- **Problem**
From the line below that contains "fn extract_pdf_text(path: &Path)" to the line that contains "punctuation mark, trim.", repeat every line exactly, both ends included, and nothing else.

- **Data section**
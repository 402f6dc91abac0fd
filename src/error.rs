//! Error types for reconciliation and tiling.

use thiserror::Error;

/// Errors produced by the reconciliation and tiling engines.
#[derive(Error, Debug)]
pub enum ModelError {
    /// WKT parsing error on a value tagged `@wkt`.
    #[error("WKT parse error: {0}")]
    WktParse(String),

    /// Geometry with no usable extent (e.g. `POLYGON EMPTY`).
    #[error("Invalid geometry: {0}")]
    InvalidGeometry(String),

    /// Grid cell codec failure (encode/decode).
    #[error("Cell codec error: {0}")]
    Cell(String),

    /// Resource tree recursion exceeded the configured depth limit.
    /// Self-referential input is rejected rather than followed.
    #[error("Resource tree deeper than {max} levels")]
    DepthExceeded { max: usize },

    /// Configuration error.
    #[error("Configuration error: {0}")]
    Config(String),

    /// Internal error (should not happen).
    #[error("Internal error: {0}")]
    Internal(String),
}

/// Result type for reconciliation and tiling operations.
pub type Result<T> = std::result::Result<T, ModelError>;
//! Source file loading and text cleaning.

use regex::Regex;
use sage_core::{AppError, AppResult};
use std::fs;
use std::path::Path;
use std::sync::LazyLock;

static WHITESPACE_RE: LazyLock<Regex> = LazyLock::new(|| Regex::new(r"\s+").unwrap());

/// Page footers left behind by document converters.
static PAGE_FOOTER_RE: LazyLock<Regex> =
    LazyLock::new(|| Regex::new(r"(?i)Page \d+ of \d+").unwrap());

static CONTROL_WS_RE: LazyLock<Regex> = LazyLock::new(|| Regex::new(r"[\r\n\t]").unwrap());

static DISALLOWED_RE: LazyLock<Regex> =
    LazyLock::new(|| Regex::new(r"[^\w\s.,;:!?()\-]").unwrap());

const PUNCTUATION: &[char] = &['.', ',', ';', ':', '!', '?', '(', ')', '-'];

/// Content type classification.
#[derive(Debug, Clone, Copy, PartialEq, Eq)]
pub enum ContentType {
    Markdown,
    PlainText,
    Pdf,
    Unsupported,
}

impl ContentType {
    /// Detect content type from file extension.
    pub fn from_path(path: &Path) -> Self {
        match path
            .extension()
            .and_then(|e| e.to_str())
            .map(|e| e.to_ascii_lowercase())
            .as_deref()
        {
            Some("md") | Some("markdown") => Self::Markdown,
            Some("txt") => Self::PlainText,
            Some("pdf") => Self::Pdf,
            _ => Self::Unsupported,
        }
    }

    /// Get string representation.
    pub fn as_str(&self) -> &'static str {
        match self {
            Self::Markdown => "markdown",
            Self::PlainText => "text",
            Self::Pdf => "pdf",
            Self::Unsupported => "unsupported",
        }
    }

    pub fn is_supported(&self) -> bool {
        !matches!(self, Self::Unsupported)
    }
}

/// Read a source file and return its cleaned text.
pub fn parse_file(path: &Path) -> AppResult<String> {
    let raw = match ContentType::from_path(path) {
        ContentType::Unsupported => {
            return Err(AppError::Knowledge(format!(
                "Unsupported file type: {:?}",
                path
            )));
        }
        ContentType::Pdf => extract_pdf_text(path)?,
        ContentType::Markdown | ContentType::PlainText => {
            let raw = fs::read_to_string(path)
                .map_err(|e| AppError::Knowledge(format!("Failed to read {:?}: {}", path, e)))?;
            if raw.contains('\0') {
                tracing::warn!("Skipping likely binary file: {:?}", path);
                return Err(AppError::Knowledge("Binary file not supported".to_string()));
            }
            raw
        }
    };

    Ok(clean_text(&raw))
}

/// Concatenated text of every page, in page order. Pages whose content
/// cannot be decoded are skipped.
fn extract_pdf_text(path: &Path) -> AppResult<String> {
    let document = lopdf::Document::load(path)
        .map_err(|e| AppError::Knowledge(format!("Failed to load PDF {:?}: {}", path, e)))?;

    let mut text = String::new();
    for page in document.get_pages().into_keys() {
        match document.extract_text(&[page]) {
            Ok(page_text) => {
                text.push_str(&page_text);
                text.push('\n');
            }
            Err(e) => tracing::warn!("Skipping page {} of {:?}: {}", page, path, e),
        }
    }

    Ok(text)
}

/// Normalize extracted text before chunking.
///
/// Steps, in order: collapse whitespace runs into one space, drop
/// `Page N of M` footers, replace remaining control whitespace, drop every
/// character that is not a word character, whitespace or `.,;:!?()-`,
/// collapse runs of the same punctuation mark, trim.
pub fn clean_text(text: &str) -> String {
    let text = WHITESPACE_RE.replace_all(text, " ");
    let text = PAGE_FOOTER_RE.replace_all(&text, "");
    let text = CONTROL_WS_RE.replace_all(&text, " ");
    let text = DISALLOWED_RE.replace_all(&text, "");
    collapse_repeated_punctuation(&text).trim().to_string()
}

/// `"!!!"` becomes `"!"`; mixed runs such as `".,"` are kept.
fn collapse_repeated_punctuation(text: &str) -> String {
    let mut result = String::with_capacity(text.len());
    let mut previous: Option<char> = None;

    for ch in text.chars() {
        if PUNCTUATION.contains(&ch) && previous == Some(ch) {
            continue;
        }
        result.push(ch);
        previous = Some(ch);
    }

    result
}

/// File name used as the source label of a document.
pub fn source_name(path: &Path) -> String {
    path.file_name()
        .map(|n| n.to_string_lossy().to_string())
        .unwrap_or_else(|| path.display().to_string())
}
//! Ollama embedding provider.
//!
//! Calls `/api/embeddings` on a local Ollama server with models such as
//! `nomic-embed-text`. Requests are retried with exponential backoff.

use crate::embeddings::provider::EmbeddingProvider;
use async_trait::async_trait;
use reqwest::Client;
use sage_core::{AppError, AppResult};
use serde::{Deserialize, Serialize};
use std::time::Duration;
use tracing::{debug, instrument, warn};

const DEFAULT_OLLAMA_URL: &str = "http://localhost:11434";
const EMBEDDING_ENDPOINT: &str = "/api/embeddings";

const MAX_RETRIES: u32 = 3;
const INITIAL_BACKOFF_MS: u64 = 100;
const REQUEST_TIMEOUT_SECS: u64 = 30;

/// Ollama embedding provider using the local HTTP API.
#[derive(Debug, Clone)]
pub struct OllamaProvider {
    client: Client,
    base_url: String,
    model: String,
    dimensions: usize,
}

#[derive(Debug, Serialize)]
struct EmbeddingRequest<'a> {
    model: &'a str,
    prompt: &'a str,
}

#[derive(Debug, Deserialize)]
struct EmbeddingResponse {
    embedding: Vec<f32>,
}

#[derive(Debug, Deserialize)]
struct ErrorResponse {
    error: String,
}

impl OllamaProvider {
    /// Create a provider. `endpoint` falls back to `OLLAMA_URL`, then to the
    /// default local address.
    pub fn new(endpoint: Option<&str>, model: &str, dimensions: usize) -> AppResult<Self> {
        let client = Client::builder()
            .timeout(Duration::from_secs(REQUEST_TIMEOUT_SECS))
            .build()
            .map_err(|e| {
                AppError::Knowledge(format!("Failed to create HTTP client for Ollama: {}", e))
            })?;

        let base_url = endpoint
            .map(str::to_string)
            .or_else(|| std::env::var("OLLAMA_URL").ok())
            .unwrap_or_else(|| DEFAULT_OLLAMA_URL.to_string());

        Ok(Self {
            client,
            base_url: base_url.trim_end_matches('/').to_string(),
            model: model.to_string(),
            dimensions,
        })
    }

    #[instrument(skip(self, text), fields(text_len = text.len(), model = %self.model))]
    async fn embed_with_retries(&self, text: &str) -> AppResult<Vec<f32>> {
        let mut attempt = 0;

        loop {
            match self.embed_single(text).await {
                Ok(embedding) => return Ok(embedding),
                Err(e) => {
                    attempt += 1;
                    if attempt >= MAX_RETRIES {
                        return Err(e);
                    }

                    let backoff_ms = INITIAL_BACKOFF_MS * 2_u64.pow(attempt);
                    warn!(
                        "Embedding failed (attempt {}/{}), retrying in {}ms: {}",
                        attempt, MAX_RETRIES, backoff_ms, e
                    );
                    tokio::time::sleep(Duration::from_millis(backoff_ms)).await;
                }
            }
        }
    }

    async fn embed_single(&self, text: &str) -> AppResult<Vec<f32>> {
        let url = format!("{}{}", self.base_url, EMBEDDING_ENDPOINT);

        let request = EmbeddingRequest {
            model: &self.model,
            prompt: text,
        };

        debug!("Sending embedding request to {}", url);

        let response = self
            .client
            .post(&url)
            .json(&request)
            .send()
            .await
            .map_err(|e| {
                AppError::Knowledge(format!("Failed to send request to Ollama: {}", e))
            })?;

        let status = response.status();
        if !status.is_success() {
            let error_text = response
                .text()
                .await
                .unwrap_or_else(|_| "Unknown error".to_string());

            let message = serde_json::from_str::<ErrorResponse>(&error_text)
                .map(|e| e.error)
                .unwrap_or(error_text);

            return Err(AppError::Knowledge(format!(
                "Ollama API error ({}): {}. Is model '{}' installed? Run: ollama pull {}",
                status, message, self.model, self.model
            )));
        }

        let body: EmbeddingResponse = response.json().await.map_err(|e| {
            AppError::Knowledge(format!("Failed to parse Ollama response: {}", e))
        })?;

        if body.embedding.len() != self.dimensions {
            return Err(AppError::Knowledge(format!(
                "Unexpected embedding dimensions: got {}, expected {}",
                body.embedding.len(),
                self.dimensions
            )));
        }

        Ok(body.embedding)
    }
}

#[async_trait]
impl EmbeddingProvider for OllamaProvider {
    fn provider_name(&self) -> &str {
        "ollama"
    }

    fn model_name(&self) -> &str {
        &self.model
    }

    fn dimensions(&self) -> usize {
        self.dimensions
    }

    #[instrument(skip(self, texts), fields(batch_size = texts.len(), model = %self.model))]
    async fn embed_batch(&self, texts: &[String]) -> AppResult<Vec<Vec<f32>>> {
        // No batch endpoint; embed sequentially
        let mut embeddings = Vec::with_capacity(texts.len());

        for (i, text) in texts.iter().enumerate() {
            if text.trim().is_empty() {
                warn!("Empty text at index {}, using zero vector", i);
                embeddings.push(vec![0.0; self.dimensions]);
                continue;
            }

            embeddings.push(self.embed_with_retries(text).await?);
        }

        Ok(embeddings)
    }
}

#[cfg(test)]
mod tests {
    use super::*;

    #[test]
    fn test_explicit_endpoint_is_normalized() {
        let provider =
            OllamaProvider::new(Some("http://gpu-box:11434/"), "nomic-embed-text", 768).unwrap();
        assert_eq!(provider.base_url, "http://gpu-box:11434");
        assert_eq!(provider.dimensions(), 768);
    }

    #[tokio::test]
    async fn test_empty_batch_makes_no_request() {
        // Unroutable endpoint; an HTTP call would fail
        let provider = OllamaProvider::new(Some("http://127.0.0.1:1"), "m", 8).unwrap();
        let embeddings = provider.embed_batch(&[]).await.unwrap();
        assert!(embeddings.is_empty());
    }

    #[tokio::test]
    async fn test_blank_text_yields_zero_vector() {
        let provider = OllamaProvider::new(Some("http://127.0.0.1:1"), "m", 8).unwrap();
        let embeddings = provider.embed_batch(&["   ".to_string()]).await.unwrap();
        assert_eq!(embeddings, vec![vec![0.0; 8]]);
    }
}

- **Answer box**
fn extract_pdf_text(path: &Path) -> AppResult<String> {
    let document = lopdf::Document::load(path)
        .map_err(|e| AppError::Knowledge(format!("Failed to load PDF {:?}: {}", path, e)))?;

    let mut text = String::new();
    for page in document.get_pages().into_keys() {
        match document.extract_text(&[page]) {
            Ok(page_text) => {
                text.push_str(&page_text);
                text.push('\n');
            }
            Err(e) => tracing::warn!("Skipping page {} of {:?}: {}", page, path, e),
        }
    }

    Ok(text)
}

/// Normalize extracted text before chunking.
///
/// Steps, in order: collapse whitespace runs into one space, drop
/// `Page N of M` footers, replace remaining control whitespace, drop every
/// character that is not a word character, whitespace or `.,;:!?()-`,
/// collapse runs of the same punctuation mark, trim.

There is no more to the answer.